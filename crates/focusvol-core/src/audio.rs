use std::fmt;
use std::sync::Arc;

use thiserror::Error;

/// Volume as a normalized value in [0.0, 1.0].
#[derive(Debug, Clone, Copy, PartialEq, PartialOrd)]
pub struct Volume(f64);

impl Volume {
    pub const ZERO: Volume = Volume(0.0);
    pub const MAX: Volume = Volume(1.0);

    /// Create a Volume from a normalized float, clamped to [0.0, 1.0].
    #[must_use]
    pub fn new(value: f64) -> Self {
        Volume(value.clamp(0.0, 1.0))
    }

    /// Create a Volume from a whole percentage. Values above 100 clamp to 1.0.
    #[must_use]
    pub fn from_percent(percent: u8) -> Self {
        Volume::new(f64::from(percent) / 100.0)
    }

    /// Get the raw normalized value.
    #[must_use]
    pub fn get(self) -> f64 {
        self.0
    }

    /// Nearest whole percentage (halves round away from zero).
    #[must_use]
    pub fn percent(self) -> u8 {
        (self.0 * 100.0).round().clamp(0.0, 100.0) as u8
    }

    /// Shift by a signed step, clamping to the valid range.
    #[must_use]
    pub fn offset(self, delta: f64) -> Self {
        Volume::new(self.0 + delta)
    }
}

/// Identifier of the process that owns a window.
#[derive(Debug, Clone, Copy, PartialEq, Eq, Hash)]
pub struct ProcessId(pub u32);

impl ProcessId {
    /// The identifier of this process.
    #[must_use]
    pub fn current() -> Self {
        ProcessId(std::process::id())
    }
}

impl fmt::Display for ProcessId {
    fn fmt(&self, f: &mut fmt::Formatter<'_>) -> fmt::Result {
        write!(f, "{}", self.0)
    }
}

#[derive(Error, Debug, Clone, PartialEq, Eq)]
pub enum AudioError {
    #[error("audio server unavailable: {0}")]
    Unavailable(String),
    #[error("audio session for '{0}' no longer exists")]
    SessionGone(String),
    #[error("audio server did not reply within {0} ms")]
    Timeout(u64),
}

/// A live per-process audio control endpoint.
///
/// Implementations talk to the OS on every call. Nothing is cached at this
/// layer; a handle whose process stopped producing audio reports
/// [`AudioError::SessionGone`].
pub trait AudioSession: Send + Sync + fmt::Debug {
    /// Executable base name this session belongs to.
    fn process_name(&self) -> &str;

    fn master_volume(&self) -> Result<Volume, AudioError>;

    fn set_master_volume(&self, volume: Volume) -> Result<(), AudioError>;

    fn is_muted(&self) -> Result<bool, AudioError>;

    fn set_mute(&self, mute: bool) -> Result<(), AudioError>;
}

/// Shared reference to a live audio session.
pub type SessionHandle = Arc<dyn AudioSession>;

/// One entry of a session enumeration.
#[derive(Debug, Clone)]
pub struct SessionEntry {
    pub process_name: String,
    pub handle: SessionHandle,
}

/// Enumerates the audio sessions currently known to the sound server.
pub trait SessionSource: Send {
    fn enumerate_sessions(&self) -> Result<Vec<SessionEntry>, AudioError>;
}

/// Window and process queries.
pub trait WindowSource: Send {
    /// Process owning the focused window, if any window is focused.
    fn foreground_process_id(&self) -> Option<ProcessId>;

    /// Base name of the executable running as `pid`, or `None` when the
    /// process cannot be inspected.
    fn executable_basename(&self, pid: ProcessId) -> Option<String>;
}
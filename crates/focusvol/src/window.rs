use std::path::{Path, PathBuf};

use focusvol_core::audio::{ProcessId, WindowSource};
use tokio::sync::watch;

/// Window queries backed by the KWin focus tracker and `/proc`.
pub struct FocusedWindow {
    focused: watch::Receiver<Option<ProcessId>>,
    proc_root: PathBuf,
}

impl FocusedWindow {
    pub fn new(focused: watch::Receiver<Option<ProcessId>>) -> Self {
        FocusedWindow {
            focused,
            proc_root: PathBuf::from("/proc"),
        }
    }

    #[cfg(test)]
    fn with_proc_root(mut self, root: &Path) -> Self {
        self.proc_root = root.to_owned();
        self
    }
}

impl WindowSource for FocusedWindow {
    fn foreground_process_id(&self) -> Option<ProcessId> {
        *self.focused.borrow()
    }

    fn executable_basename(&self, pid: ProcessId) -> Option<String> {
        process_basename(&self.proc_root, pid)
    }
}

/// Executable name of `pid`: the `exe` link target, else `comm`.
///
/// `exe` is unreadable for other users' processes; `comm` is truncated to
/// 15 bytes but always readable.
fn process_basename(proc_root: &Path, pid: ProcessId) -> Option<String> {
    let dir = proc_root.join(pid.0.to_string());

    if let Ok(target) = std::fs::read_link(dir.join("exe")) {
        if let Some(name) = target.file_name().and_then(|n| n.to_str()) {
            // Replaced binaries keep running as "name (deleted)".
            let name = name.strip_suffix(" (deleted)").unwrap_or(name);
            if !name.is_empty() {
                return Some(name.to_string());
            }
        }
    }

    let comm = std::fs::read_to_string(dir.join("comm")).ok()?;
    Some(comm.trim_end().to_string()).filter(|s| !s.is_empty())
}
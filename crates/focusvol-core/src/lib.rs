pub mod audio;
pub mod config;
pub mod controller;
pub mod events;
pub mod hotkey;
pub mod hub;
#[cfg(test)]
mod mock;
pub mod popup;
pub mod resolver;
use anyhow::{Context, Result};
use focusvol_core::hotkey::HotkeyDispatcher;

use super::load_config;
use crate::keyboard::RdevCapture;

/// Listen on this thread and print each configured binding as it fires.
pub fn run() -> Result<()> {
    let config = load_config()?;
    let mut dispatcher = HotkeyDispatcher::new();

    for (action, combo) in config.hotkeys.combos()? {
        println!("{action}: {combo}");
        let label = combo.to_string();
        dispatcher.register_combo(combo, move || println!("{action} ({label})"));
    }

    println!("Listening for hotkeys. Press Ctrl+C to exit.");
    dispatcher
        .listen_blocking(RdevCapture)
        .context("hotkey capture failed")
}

INSTRUCTIONS FOR THE TASK =
Everything from the line containing "pub fn new(focused: watch::Receiver<Option<ProcessId>>)" through the line containing "fn with_proc_root(mut self, root: &Path)" in the material above should be retyped exactly, both ends included, and nothing more.

ANSWER SPACE =
    pub fn new(focused: watch::Receiver<Option<ProcessId>>) -> Self {
        FocusedWindow {
            focused,
            proc_root: PathBuf::from("/proc"),
        }
    }

    #[cfg(test)]
    fn with_proc_root(mut self, root: &Path) -> Self {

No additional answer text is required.